In the case of plant studies, the sensors are made with graphene oxide, a material very sensitive to water vapor. The presence of water vapor changes the conductivity of the material, and that can be quantified to accurately measure transpiration (the release of water vapor) from a leaf.
The plant sensors have been successfully tested in lab and pilot field experiments, Dong said.
A new three-year, $472,363 grant from the U.S. Department of Agriculture’s Agriculture and Food Research Initiative will support more field testing of water transport in corn plants. Michael Castellano, an Iowa State associate professor of agronomy and William T. Frankenberger Professor in Soil Science, will lead the project. Co-investigators include Dong and Schnable.

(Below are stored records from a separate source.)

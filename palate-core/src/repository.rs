//! Feedback storage collaborators
//!
//! The analysis pipeline reads history through [`FeedbackRepository`]; it
//! never writes. Two implementations ship with the crate: an in-memory store
//! for embedding and tests, and a JSON file store read on every lookup so new
//! feedback appended to the file is picked up without a restart.

use crate::analysis::types::FeedbackRecord;
use async_trait::async_trait;
use std::path::{Path, PathBuf};
use tokio::sync::RwLock;
use tracing::debug;

#[derive(Debug, thiserror::Error)]
pub enum RepositoryError {
    #[error("failed to read {path}: {source}")]
    Io {
        path: PathBuf,
        #[source]
        source: std::io::Error,
    },
    #[error("failed to parse feedback: {0}")]
    Parse(String),
    #[error("feedback store unavailable: {0}")]
    Unavailable(String),
}

#[async_trait]
pub trait FeedbackRepository: Send + Sync {
    /// All feedback of one customer, in storage order. Unknown customers
    /// yield an empty list, not an error.
    async fn records_for_customer(
        &self,
        customer_id: &str,
    ) -> Result<Vec<FeedbackRecord>, RepositoryError>;
}

#[derive(Default)]
pub struct InMemoryFeedbackRepository {
    records: RwLock<Vec<FeedbackRecord>>,
}

impl InMemoryFeedbackRepository {
    pub fn new() -> Self {
        Self::default()
    }

    pub fn with_records(records: Vec<FeedbackRecord>) -> Self {
        Self {
            records: RwLock::new(records),
        }
    }

    pub async fn insert(&self, record: FeedbackRecord) {
        self.records.write().await.push(record);
    }

    pub async fn len(&self) -> usize {
        self.records.read().await.len()
    }

    pub async fn is_empty(&self) -> bool {
        self.records.read().await.is_empty()
    }
}

#[async_trait]
impl FeedbackRepository for InMemoryFeedbackRepository {
    async fn records_for_customer(
        &self,
        customer_id: &str,
    ) -> Result<Vec<FeedbackRecord>, RepositoryError> {
        let records = self.records.read().await;
        Ok(records
            .iter()
            .filter(|r| r.customer_id == customer_id)
            .cloned()
            .collect())
    }
}

/// Feedback stored as one JSON array of records
pub struct JsonFileFeedbackRepository {
    path: PathBuf,
}

impl JsonFileFeedbackRepository {
    pub fn new(path: impl Into<PathBuf>) -> Self {
        Self { path: path.into() }
    }

    pub fn path(&self) -> &Path {
        &self.path
    }

    async fn load(&self) -> Result<Vec<FeedbackRecord>, RepositoryError> {
        let content = tokio::fs::read_to_string(&self.path)
            .await
            .map_err(|source| RepositoryError::Io {
                path: self.path.clone(),
                source,
            })?;

        if content.trim().is_empty() {
            return Ok(Vec::new());
        }

        let records: Vec<FeedbackRecord> = serde_json::from_str(&content)
            .map_err(|e| RepositoryError::Parse(format!("{}: {e}", self.path.display())))?;

        if let Some(invalid) = records.iter().find(|r| !r.has_valid_rating()) {
            return Err(RepositoryError::Parse(format!(
                "rating {} for item '{}' is outside 1..=5",
                invalid.rating, invalid.food_item_name
            )));
        }

        debug!(path = %self.path.display(), count = records.len(), "loaded feedback file");
        Ok(records)
    }
}

#[async_trait]
impl FeedbackRepository for JsonFileFeedbackRepository {
    async fn records_for_customer(
        &self,
        customer_id: &str,
    ) -> Result<Vec<FeedbackRecord>, RepositoryError> {
        let records = self.load().await?;
        Ok(records
            .into_iter()
            .filter(|r| r.customer_id == customer_id)
            .collect())
    }
}
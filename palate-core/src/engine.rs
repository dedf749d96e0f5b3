//! Wiring of the analysis services from a loaded configuration
//!
//! [`FeedbackEngine`] is the single entry point used by the CLI and by
//! embedding applications. It owns the shared cache and hands out the three
//! consumer operations.

use crate::analysis::{
    AnalysisCache, AnalysisError, FeedbackAnalysisOrchestrator, FeedbackStatistics,
    ItemFeedbackAnalysis, ItemFeedbackAnalyzer, OrderRiskAnalyzer, OrderRiskNote, OrderedItem,
    TextSignalExtractor, UserFeedbackAnalysis, statistics,
};
use crate::config::PalateConfig;
use crate::llm::services::{EmotionClassifier, GenerativeAdvisor, Summarizer};
use crate::llm::{HuggingFaceInference, OpenAIProvider, ProviderAdvisor};
use crate::repository::FeedbackRepository;
use anyhow::{Context, Result};
use std::sync::Arc;
use tracing::{info, warn};

/// External services the engine talks to; swap these out in tests.
#[derive(Clone)]
pub struct EngineServices {
    pub emotions: Arc<dyn EmotionClassifier>,
    pub summarizer: Arc<dyn Summarizer>,
    pub advisor: Option<Arc<dyn GenerativeAdvisor>>,
}

impl EngineServices {
    /// Hugging Face for emotion and summary, an OpenAI-compatible endpoint for
    /// the advisor. The advisor is left out when disabled or without a key.
    pub fn from_config(config: &PalateConfig) -> Result<Self> {
        let hf_key = read_key(&config.services.huggingface_api_key_env);
        if hf_key.is_none() {
            warn!(
                env = %config.services.huggingface_api_key_env,
                "no Hugging Face API key; requests will be anonymous"
            );
        }
        let inference = Arc::new(HuggingFaceInference::from_config(&config.services, hf_key));

        let advisor: Option<Arc<dyn GenerativeAdvisor>> = if !config.advisor.enabled {
            None
        } else if let Some(key) = read_key(&config.advisor.api_key_env) {
            let provider = OpenAIProvider::with_model(key, config.advisor.model.clone())
                .with_base_url(config.advisor.base_url.clone());
            let advisor = ProviderAdvisor::new(Arc::new(provider), config.advisor.model.clone())
                .with_temperature(config.advisor.temperature);
            Some(Arc::new(advisor))
        } else {
            warn!(
                env = %config.advisor.api_key_env,
                "no advisor API key; order notes use the standard text"
            );
            None
        };

        Ok(Self {
            emotions: inference.clone(),
            summarizer: inference,
            advisor,
        })
    }
}

fn read_key(var: &str) -> Option<String> {
    std::env::var(var)
        .ok()
        .map(|value| value.trim().to_string())
        .filter(|value| !value.is_empty())
}

#[derive(Clone)]
pub struct FeedbackEngine {
    repository: Arc<dyn FeedbackRepository>,
    orchestrator: FeedbackAnalysisOrchestrator,
    order_risk: OrderRiskAnalyzer,
    items: ItemFeedbackAnalyzer,
}

impl FeedbackEngine {
    pub fn from_config(
        config: &PalateConfig,
        repository: Arc<dyn FeedbackRepository>,
    ) -> Result<Self> {
        let services =
            EngineServices::from_config(config).context("Failed to initialize language services")?;
        Ok(Self::with_services(config, repository, services))
    }

    pub fn with_services(
        config: &PalateConfig,
        repository: Arc<dyn FeedbackRepository>,
        services: EngineServices,
    ) -> Self {
        let extractor =
            TextSignalExtractor::from_config(&config.services, services.emotions, services.summarizer);

        let mut orchestrator =
            FeedbackAnalysisOrchestrator::new(repository.clone(), extractor.clone());
        if config.cache.enabled {
            orchestrator =
                orchestrator.with_cache(Arc::new(AnalysisCache::from_config(&config.cache)));
        }

        let mut order_risk = OrderRiskAnalyzer::new(repository.clone())
            .with_scorer(extractor.scorer().clone())
            .with_advisor_config(&config.advisor);
        if let Some(advisor) = services.advisor {
            order_risk = order_risk.with_advisor(advisor);
        }

        info!(
            cache = config.cache.enabled,
            advisor = order_risk.has_advisor(),
            "feedback engine ready"
        );

        Self {
            repository,
            orchestrator,
            order_risk,
            items: ItemFeedbackAnalyzer::new(extractor),
        }
    }

    pub async fn analyze(&self, customer_id: &str) -> UserFeedbackAnalysis {
        self.orchestrator.analyze(customer_id).await
    }

    pub async fn assess(
        &self,
        customer_id: &str,
        ordered_items: &[OrderedItem],
    ) -> Result<OrderRiskNote, AnalysisError> {
        self.order_risk.assess(customer_id, ordered_items).await
    }

    pub async fn analyze_text(&self, text: &str, context: &str) -> ItemFeedbackAnalysis {
        self.items.analyze_text(text, context).await
    }

    /// Statistics only, with no external calls and no caching. Unlike
    /// `analyze`, storage failures and empty histories are errors.
    pub async fn statistics(&self, customer_id: &str) -> Result<FeedbackStatistics, AnalysisError> {
        let records = self.repository.records_for_customer(customer_id).await?;
        statistics::aggregate(&records)
    }

    pub fn cache(&self) -> Option<&Arc<AnalysisCache>> {
        self.orchestrator.cache()
    }
}
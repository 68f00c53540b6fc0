//! end-of-day reconciliation (arqueo) view of a session
use chrono::{DateTime, Utc};
use serde::{Deserialize, Serialize};

use crate::cash::session::{CashRegisterSession, LedgerSummary};
use crate::config::LedgerConfig;
use crate::decimal::Money;
use crate::types::{PaymentMethod, SessionId, SessionStatus, TransactionKind};

#[derive(Debug, Clone, Serialize, Deserialize)]
pub struct ClosureReport {
    pub session_id: SessionId,
    pub operator_id: String,
    pub currency_code: String,
    pub status: SessionStatus,
    pub opened_at: DateTime<Utc>,
    pub closed_at: Option<DateTime<Utc>>,
    pub summary: LedgerSummary,
    pub reconciliation: Option<ReconciliationView>,
    pub lines: Vec<ReportLine>,
}

#[derive(Debug, Clone, PartialEq, Eq, Serialize, Deserialize)]
pub struct ReconciliationView {
    pub counted_cash: Money,
    pub difference: Money,
    pub is_balanced: bool,
}

#[derive(Debug, Clone, PartialEq, Eq, Serialize, Deserialize)]
pub struct ReportLine {
    pub timestamp: DateTime<Utc>,
    pub kind: TransactionKind,
    pub method: PaymentMethod,
    pub client_ref: Option<String>,
    pub nominal_amount: Money,
    pub rounding_adjustment: Money,
    pub settled_amount: Money,
}

impl ClosureReport {
    pub fn from_session(session: &CashRegisterSession, config: &LedgerConfig) -> Self {
        let summary = session.summary();

        // the balance verdict is the one recorded at close, not recomputed
        let reconciliation = session
            .counted_cash_at_close
            .zip(session.balanced_at_close)
            .map(|(counted_cash, is_balanced)| ReconciliationView {
                counted_cash,
                difference: counted_cash - summary.theoretical_total,
                is_balanced,
            });

        let lines = session
            .transactions()
            .iter()
            .map(|t| ReportLine {
                timestamp: t.timestamp,
                kind: t.kind,
                method: t.method,
                client_ref: t.client_ref.clone(),
                nominal_amount: t.nominal_amount,
                rounding_adjustment: t.rounding_adjustment,
                settled_amount: t.settled_amount,
            })
            .collect();

        ClosureReport {
            session_id: session.id,
            operator_id: session.operator_id.clone(),
            currency_code: config.currency_code.clone(),
            status: session.status,
            opened_at: session.opened_at,
            closed_at: session.closed_at,
            summary,
            reconciliation,
            lines,
        }
    }

    /// payments collected during the day, in order
    pub fn payments(&self) -> impl Iterator<Item = &ReportLine> {
        self.lines.iter().filter(|l| l.kind == TransactionKind::Payment)
    }

    /// convert to pretty-printed json string
    pub fn to_json_pretty(&self) -> Result<String, serde_json::Error> {
        serde_json::to_string_pretty(self)
    }
}
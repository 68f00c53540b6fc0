pub mod ledger;
#[cfg(test)]
mod props;
pub mod report;
pub mod repository;
pub mod rounding;
pub mod session;

pub use ledger::{CashRegisterLedger, ClosureResult};
pub use report::{ClosureReport, ReconciliationView, ReportLine};
pub use repository::{InMemorySessionRepository, SessionRepository};
pub use rounding::{CurrencyRounder, RoundingResult};
pub use session::{CashRegisterSession, LedgerSummary, Transaction};
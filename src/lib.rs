pub mod cash;
pub mod clients;
pub mod config;
pub mod decimal;
pub mod errors;
pub mod events;
pub mod schedule;
pub mod types;

// re-export key types
pub use cash::{
    CashRegisterLedger, CashRegisterSession, ClosureReport, ClosureResult, CurrencyRounder,
    InMemorySessionRepository, LedgerSummary, RoundingResult, SessionRepository, Transaction,
};
pub use clients::{ClientProfile, ContactDetails, JuridicalPerson, NaturalPerson};
pub use config::{CoreConfig, Declaration, LedgerConfig, LendingPolicy};
pub use decimal::{Money, Rate};
pub use errors::{ErrorKind, LedgerError, Result};
pub use events::{EventStore, LedgerEvent};
pub use schedule::{AmortizationCalculator, AmortizationSchedule, Installment, LoanTerms};
pub use types::{PaymentMethod, SessionId, SessionStatus, TransactionId, TransactionKind};

// re-export external dependencies that users will need
pub use chrono;
pub use hourglass_rs::{SafeTimeProvider, TimeSource};
pub use rust_decimal::Decimal;
pub use uuid::Uuid;
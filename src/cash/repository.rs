use std::collections::HashMap;

use crate::cash::session::CashRegisterSession;
use crate::errors::{LedgerError, Result};
use crate::types::SessionId;

/// durable storage for cash register sessions, supplied by the caller
pub trait SessionRepository {
    /// insert or replace the stored copy of a session
    ///
    /// Fails with `SessionAlreadyOpen` when `session` is open and a
    /// different session is already stored as open.
    fn save(&mut self, session: &CashRegisterSession) -> Result<()>;

    fn load(&self, session_id: SessionId) -> Result<Option<CashRegisterSession>>;

    /// the session currently open, if any
    fn find_open(&self) -> Result<Option<CashRegisterSession>>;
}

/// repository keeping sessions as json documents in memory
#[derive(Debug, Default)]
pub struct InMemorySessionRepository {
    documents: HashMap<SessionId, String>,
}

impl InMemorySessionRepository {
    pub fn new() -> Self {
        Self::default()
    }

    pub fn len(&self) -> usize {
        self.documents.len()
    }

    pub fn is_empty(&self) -> bool {
        self.documents.is_empty()
    }

    /// load a session that must exist
    pub fn get(&self, session_id: SessionId) -> Result<CashRegisterSession> {
        self.load(session_id)?
            .ok_or(LedgerError::SessionNotFound { session_id })
    }
}

impl SessionRepository for InMemorySessionRepository {
    fn save(&mut self, session: &CashRegisterSession) -> Result<()> {
        if session.is_open() {
            if let Some(current) = self.find_open()?.filter(|s| s.id != session.id) {
                return Err(LedgerError::SessionAlreadyOpen {
                    session_id: current.id,
                });
            }
        }

        let document = serde_json::to_string(session)?;
        self.documents.insert(session.id, document);
        Ok(())
    }

    fn load(&self, session_id: SessionId) -> Result<Option<CashRegisterSession>> {
        self.documents
            .get(&session_id)
            .map(|document| serde_json::from_str(document))
            .transpose()
            .map_err(LedgerError::from)
    }

    fn find_open(&self) -> Result<Option<CashRegisterSession>> {
        for document in self.documents.values() {
            let session: CashRegisterSession = serde_json::from_str(document)?;
            if session.is_open() {
                return Ok(Some(session));
            }
        }
        Ok(None)
    }
}

#[cfg(test)]
mod tests {
    use super::*;
    use crate::decimal::Money;
    use chrono::Utc;
    use uuid::Uuid;

    #[test]
    fn test_save_then_load() {
        let mut repository = InMemorySessionRepository::new();
        let session = CashRegisterSession::open(Money::from_major(250), "op3", Utc::now());

        repository.save(&session).unwrap();
        assert_eq!(repository.len(), 1);
        assert_eq!(repository.load(session.id).unwrap(), Some(session.clone()));
        assert_eq!(repository.get(session.id).unwrap(), session);

        // saving again replaces the stored copy
        repository.save(&session).unwrap();
        assert_eq!(repository.len(), 1);
    }

    #[test]
    fn test_missing_session() {
        let repository = InMemorySessionRepository::new();
        let id = Uuid::new_v4();

        assert_eq!(repository.load(id).unwrap(), None);
        assert!(matches!(
            repository.get(id),
            Err(LedgerError::SessionNotFound { session_id }) if session_id == id
        ));
        assert_eq!(repository.find_open().unwrap(), None);
    }

    #[test]
    fn test_find_open_skips_closed_sessions() {
        let mut repository = InMemorySessionRepository::new();
        let now = Utc::now();

        let mut closed = CashRegisterSession::open(Money::from_major(10), "op1", now);
        closed.mark_closed(Money::from_major(10), true, now);
        let open = CashRegisterSession::open(Money::from_major(20), "op1", now);

        repository.save(&closed).unwrap();
        repository.save(&open).unwrap();

        let found = repository.find_open().unwrap().unwrap();
        assert_eq!(found.id, open.id);
    }

    #[test]
    fn test_second_open_session_is_rejected() {
        let mut repository = InMemorySessionRepository::new();
        let now = Utc::now();

        let mut first = CashRegisterSession::open(Money::from_major(100), "op1", now);
        let second = CashRegisterSession::open(Money::from_major(200), "op2", now);

        repository.save(&first).unwrap();
        let err = repository.save(&second).unwrap_err();
        assert!(matches!(
            err,
            LedgerError::SessionAlreadyOpen { session_id } if session_id == first.id
        ));
        assert_eq!(repository.len(), 1);
        assert_eq!(repository.find_open().unwrap().unwrap().id, first.id);

        // once the first drawer is closed the second may be stored
        first.mark_closed(Money::from_major(100), true, now);
        repository.save(&first).unwrap();
        repository.save(&second).unwrap();
        assert_eq!(repository.len(), 2);
        assert_eq!(repository.find_open().unwrap().unwrap().id, second.id);
    }
}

The Iowa State University Research Foundation has applied for a patent on the sensor technology. The research foundation has also granted an option to commercialize the technology to EnGeniousAg – an Ames startup company co-founded by Dong, Schnable, Castellano and James Schnable, an assistant professor of agronomy and horticulture at the University of Nebraska-Lincoln, a collaborator on another Iowa State sensor project that sparked establishment of the company (and Patrick Schnable’s son).
“The most exciting application of the tape-based sensors we’ve tested so far is the plant sensor,” Dong said. “The concept of wearable electronic sensors for plants is brand new. And the plant sensors are so tiny they can detect transpiration from plants, but they won’t affect plant growth or crop production.”
But that’s not all the sensors can do. The technology could “open a new route” for a wide variety of applications, the authors wrote in their paper, including sensors for biomedical diagnostics, for checking the structural integrity of buildings, for monitoring the environment and, after appropriate modifications, for testing crops for diseases or pesticides.